Ignorância e preconceito

A 7ª Turma do TST (Tribunal Superior do Trabalho) recentemente rejeitou o recurso de um trabalhador e manteve a demissão por justa causa, por entender que, se ele utiliza o e-mail corporativo para assuntos particulares, seu acesso pelo empregador não representa violação de correspondência pessoal nem de privacidade ou intimidade, como alegou o empregado, pois se trata de equipamento e tecnologia fornecidos pela empresa para utilização no trabalho.

Pela linha de raciocínio do TST, seria plenamente justificado vistoriar o uso de aparelhos de telefone e números de ramais pessoais, pois constituem, igualmente, "recursos corporativos para o exercício das atividades do trabalho".

O inciso XII da Constituição Federal diz que "é inviolável o sigilo da correspondência e das comunicações telegráficas, de dados e das comunicações telefônicas, salvo, no último caso, por ordem judicial, nas hipóteses e na forma que a lei estabelecer para fins de investigação criminal ou instrução processual penal". Trata-se de direito fundamental do cidadão e a quem pertence os recursos tecnológicos utilizados para a efetivar a comunicação é irrelevante, por isso sequer é mencionado.

Entretanto, o TST afirma que vasculhar a correspondência pessoal do trabalhador é justificado porque o e-mail corporativo é uma ferramenta de trabalho. E o telefone, não é? A mesa de trabalho e suas gavetas, não são? Chega-se à conclusão de que o TST concordaria com o grampo telefônico na empresa e a revista de gavetas e armários de funcionários durante a noite.
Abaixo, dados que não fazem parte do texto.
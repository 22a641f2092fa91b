use std::env;

use thiserror::Error;

const DEFAULT_CORS_ORIGINS: &[&str] =
    &["http://localhost:5173", "http://localhost:3000", "http://localhost:8080"];

#[derive(Debug, Clone)]
pub(crate) struct Settings {
    server: ServerSettings,
    runtime: RuntimeSettings,
    api: ApiSettings,
    cors: CorsSettings,
    database: DatabaseSettings,
    upload: UploadSettings,
    layout: LayoutSettings,
    telemetry: TelemetrySettings,
}

#[derive(Debug, Clone)]
pub(crate) struct ServerSettings {
    host: ServerHost,
    port: ServerPort,
}

#[derive(Debug, Clone)]
pub(crate) struct ApiSettings {
    pub(crate) project_name: String,
    pub(crate) api_v1_str: String,
}

#[derive(Debug, Clone)]
pub(crate) struct CorsSettings {
    pub(crate) origins: Vec<String>,
}

#[derive(Debug, Clone)]
pub(crate) struct DatabaseSettings {
    pub(crate) postgres_server: String,
    pub(crate) postgres_port: u16,
    pub(crate) postgres_user: String,
    pub(crate) postgres_password: String,
    pub(crate) postgres_db: String,
    pub(crate) database_url: Option<String>,
}

#[derive(Debug, Clone)]
pub(crate) struct UploadSettings {
    pub(crate) max_upload_size_mb: u64,
}

/// Switches that select the institution-specific paper layout without the
/// caller passing the explicit flag.
#[derive(Debug, Clone)]
pub(crate) struct LayoutSettings {
    pub(crate) institution_variant_university_ids: Vec<String>,
    pub(crate) institution_variant_template: String,
}

#[derive(Debug, Clone)]
pub(crate) struct TelemetrySettings {
    pub(crate) log_level: String,
    pub(crate) json: bool,
    pub(crate) prometheus_enabled: bool,
}

#[derive(Debug, Clone)]
pub(crate) struct RuntimeSettings {
    pub(crate) environment: Environment,
    pub(crate) strict_config: bool,
}

#[derive(Debug, Clone, Copy, PartialEq, Eq)]
pub(crate) enum Environment {
    Development,
    Production,
    Staging,
    Test,
}

impl Environment {
    pub(crate) fn as_str(self) -> &'static str {
        match self {
            Environment::Development => "development",
            Environment::Production => "production",
            Environment::Staging => "staging",
            Environment::Test => "test",
        }
    }

    fn is_production(self) -> bool {
        matches!(self, Environment::Production)
    }
}

#[derive(Debug, Clone)]
pub(crate) struct ServerHost(String);

#[derive(Debug, Clone, Copy)]
pub(crate) struct ServerPort(u16);

#[derive(Debug, Error)]
pub(crate) enum ConfigError {
    #[error("invalid server host: {0}")]
    InvalidHost(String),
    #[error("invalid server port: {0}")]
    InvalidPort(String),
    #[error("invalid value for {field}: {value}")]
    InvalidValue { field: &'static str, value: String },
    #[error("invalid cors origins: {0}")]
    InvalidCors(String),
    #[error("missing required secret for {0}")]
    MissingSecret(&'static str),
}

impl Settings {
    pub(crate) fn load() -> Result<Self, ConfigError> {
        let host = env_or_default("ASSESSMENTS_HOST", "0.0.0.0");
        let port = env_or_default("ASSESSMENTS_PORT", "8000");

        let environment = parse_environment(
            env_optional("ASSESSMENTS_ENV").or_else(|| env_optional("ENVIRONMENT")),
        );
        let strict_config = env_optional("ASSESSMENTS_STRICT_CONFIG")
            .map(|value| parse_bool(&value))
            .unwrap_or(false)
            || environment.is_production();

        let project_name = env_or_default("PROJECT_NAME", "Assessments API");
        let api_v1_str = env_or_default("API_V1_STR", "/api/v1");

        let cors_origins = parse_cors_origins(env_optional("BACKEND_CORS_ORIGINS"))?;

        let postgres_server = env_or_default("POSTGRES_SERVER", "localhost");
        let postgres_port = parse_u16("POSTGRES_PORT", env_or_default("POSTGRES_PORT", "5432"))?;
        let postgres_user = env_or_default("POSTGRES_USER", "assessments");
        let postgres_password = env_or_default("POSTGRES_PASSWORD", "");
        let postgres_db = env_or_default("POSTGRES_DB", "assessments_db");
        let database_url = env_optional("DATABASE_URL");

        let max_upload_size_mb =
            parse_u64("MAX_UPLOAD_SIZE_MB", env_or_default("MAX_UPLOAD_SIZE_MB", "10"))?;

        let institution_variant_university_ids =
            parse_string_list(env_optional("INSTITUTION_VARIANT_UNIVERSITY_IDS"));
        let institution_variant_template =
            env_or_default("INSTITUTION_VARIANT_TEMPLATE", "cdu").to_ascii_lowercase();

        let log_level = env_or_default("ASSESSMENTS_LOG_LEVEL", "info");
        let json = env_optional("ASSESSMENTS_LOG_JSON")
            .map(|value| parse_bool(&value))
            .unwrap_or(false);
        let prometheus_enabled =
            env_optional("PROMETHEUS_ENABLED").map(|value| parse_bool(&value)).unwrap_or(false);

        let settings = Self {
            server: ServerSettings {
                host: ServerHost::parse(host)?,
                port: ServerPort::parse(port)?,
            },
            runtime: RuntimeSettings { environment, strict_config },
            api: ApiSettings { project_name, api_v1_str },
            cors: CorsSettings { origins: cors_origins },
            database: DatabaseSettings {
                postgres_server,
                postgres_port,
                postgres_user,
                postgres_password,
                postgres_db,
                database_url,
            },
            upload: UploadSettings { max_upload_size_mb },
            layout: LayoutSettings {
                institution_variant_university_ids,
                institution_variant_template,
            },
            telemetry: TelemetrySettings { log_level, json, prometheus_enabled },
        };

        settings.validate()?;

        Ok(settings)
    }

    pub(crate) fn server_addr(&self) -> String {
        format!("{}:{}", self.server.host.0, self.server.port.0)
    }

    pub(crate) fn server_host(&self) -> &str {
        &self.server.host.0
    }

    pub(crate) fn server_port(&self) -> u16 {
        self.server.port.0
    }

    pub(crate) fn api(&self) -> &ApiSettings {
        &self.api
    }

    pub(crate) fn cors(&self) -> &CorsSettings {
        &self.cors
    }

    pub(crate) fn database(&self) -> &DatabaseSettings {
        &self.database
    }

    pub(crate) fn upload(&self) -> &UploadSettings {
        &self.upload
    }

    pub(crate) fn layout(&self) -> &LayoutSettings {
        &self.layout
    }

    pub(crate) fn telemetry(&self) -> &TelemetrySettings {
        &self.telemetry
    }

    pub(crate) fn runtime(&self) -> &RuntimeSettings {
        &self.runtime
    }

    fn validate(&self) -> Result<(), ConfigError> {
        if self.upload.max_upload_size_mb == 0 {
            return Err(ConfigError::InvalidValue {
                field: "MAX_UPLOAD_SIZE_MB",
                value: self.upload.max_upload_size_mb.to_string(),
            });
        }

        if !(self.runtime.strict_config || self.runtime.environment.is_production()) {
            return Ok(());
        }

        if self.database.database_url.is_none() && self.database.postgres_password.is_empty() {
            return Err(ConfigError::MissingSecret("POSTGRES_PASSWORD"));
        }

        Ok(())
    }
}

impl DatabaseSettings {
    pub(crate) fn database_url(&self) -> String {
        if let Some(url) = &self.database_url {
            return url.clone();
        }
        format!(
            "postgresql://{}:{}@{}:{}/{}",
            self.postgres_user,
            self.postgres_password,
            self.postgres_server,
            self.postgres_port,
            self.postgres_db
        )
    }
}

impl LayoutSettings {
    pub(crate) fn is_institution_variant(
        &self,
        university_id: Option<&str>,
        selected_template: &str,
    ) -> bool {
        let by_university = university_id
            .map(|id| self.institution_variant_university_ids.iter().any(|known| known == id))
            .unwrap_or(false);
        by_university
            || selected_template.trim().eq_ignore_ascii_case(&self.institution_variant_template)
    }
}

impl ServerHost {
    fn parse(value: String) -> Result<Self, ConfigError> {
        if value.trim().is_empty() {
            return Err(ConfigError::InvalidHost(value));
        }
        Ok(Self(value))
    }
}

impl ServerPort {
    fn parse(value: String) -> Result<Self, ConfigError> {
        let parsed: u16 = value.parse().map_err(|_| ConfigError::InvalidPort(value.clone()))?;
        if parsed == 0 {
            return Err(ConfigError::InvalidPort(value));
        }
        Ok(Self(parsed))
    }
}

fn env_optional(key: &str) -> Option<String> {
    env::var(key).ok().map(|value| value.trim().to_string()).filter(|value| !value.is_empty())
}

fn env_or_default(key: &str, default: &str) -> String {
    env_optional(key).unwrap_or_else(|| default.to_string())
}

fn parse_u16(field: &'static str, value: String) -> Result<u16, ConfigError> {
    value.parse::<u16>().map_err(|_| ConfigError::InvalidValue { field, value })
}

fn parse_u64(field: &'static str, value: String) -> Result<u64, ConfigError> {
    value.parse::<u64>().map_err(|_| ConfigError::InvalidValue { field, value })
}

fn default_cors_origins() -> Vec<String> {
    DEFAULT_CORS_ORIGINS.iter().map(|item| item.to_string()).collect()
}

fn parse_cors_origins(value: Option<String>) -> Result<Vec<String>, ConfigError> {
    let Some(raw) = value else {
        return Ok(default_cors_origins());
    };

    if raw.trim().is_empty() {
        return Ok(default_cors_origins());
    }

    if raw.trim_start().starts_with('[') {
        let parsed: Vec<String> =
            serde_json::from_str(&raw).map_err(|_| ConfigError::InvalidCors(raw.clone()))?;
        if parsed.is_empty() {
            return Ok(default_cors_origins());
        }
        return Ok(parsed);
    }

    let items = parse_string_list(Some(raw));
    if items.is_empty() {
        return Ok(default_cors_origins());
    }

    Ok(items)
}

fn parse_string_list(value: Option<String>) -> Vec<String> {
    match value {
        Some(raw) => raw
            .split(',')
            .map(|item| item.trim().to_string())
            .filter(|item| !item.is_empty())
            .collect(),
        None => Vec::new(),
    }
}

fn parse_bool(value: &str) -> bool {
    matches!(value, "1" | "true" | "TRUE" | "yes" | "YES" | "on" | "ON")
}

fn parse_environment(value: Option<String>) -> Environment {
    match value.as_deref().map(|val| val.to_lowercase()) {
        Some(ref val) if val == "production" || val == "prod" => Environment::Production,
        Some(ref val) if val == "staging" => Environment::Staging,
        Some(ref val) if val == "test" || val == "testing" => Environment::Test,
        _ => Environment::Development,
    }
}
A "grande rede" só chegou onde chegou por causa de sua premissa fundamental de "não-confiabilidade". Isto é: o protocolo padrão das comunicações, em princípio, não garante a entrega de nenhuma mensagem! A Internet funciona na base da cooperação. Uma mensagem é repassada de um computador para outro até que chegue ao seu destino - ou não, dependendo dos problemas de comunicação encontrados entre um provedor e outro. Ora, se o serviço de mensageria é feito cooperativamente entre os integrantes da rede e ninguém garante a entrega das mensagens, que tipo de "recurso corporativo" pode uma empresa qualquer alegar que tem - fora o computador do funcionário? O nome do domínio ("minhaempresa.com")? Também não há como garantir que um determinado e-mail tenha sido mandado por quem aparece no campo "remetente". Todo mundo já recebeu algum tipo de correspondência indesejável de alguém que não tinha conhecimento de que seu endereço de e-mail estava sendo usado para propagandear dispositivos de aumento de pênis. Qualquer "spammer" sabe como fazer isso. Seguindo o raciocínio dos doutos juristas, qualquer um que tenha tido seu e-mail "corporativo" usado para mandar propostas indecorosas, então, poderia processar sua empresa, no mínimo, por danos morais. Pois se é recurso corporativo, a empresa teria que garantir a entrega de todas as mensagens e a proteção contra o uso indevido por terceiros. Como no caso dos cartões de crédito, o associado que teve seu cartão clonado não pode ser responsabilizado pelas transações ilícitas.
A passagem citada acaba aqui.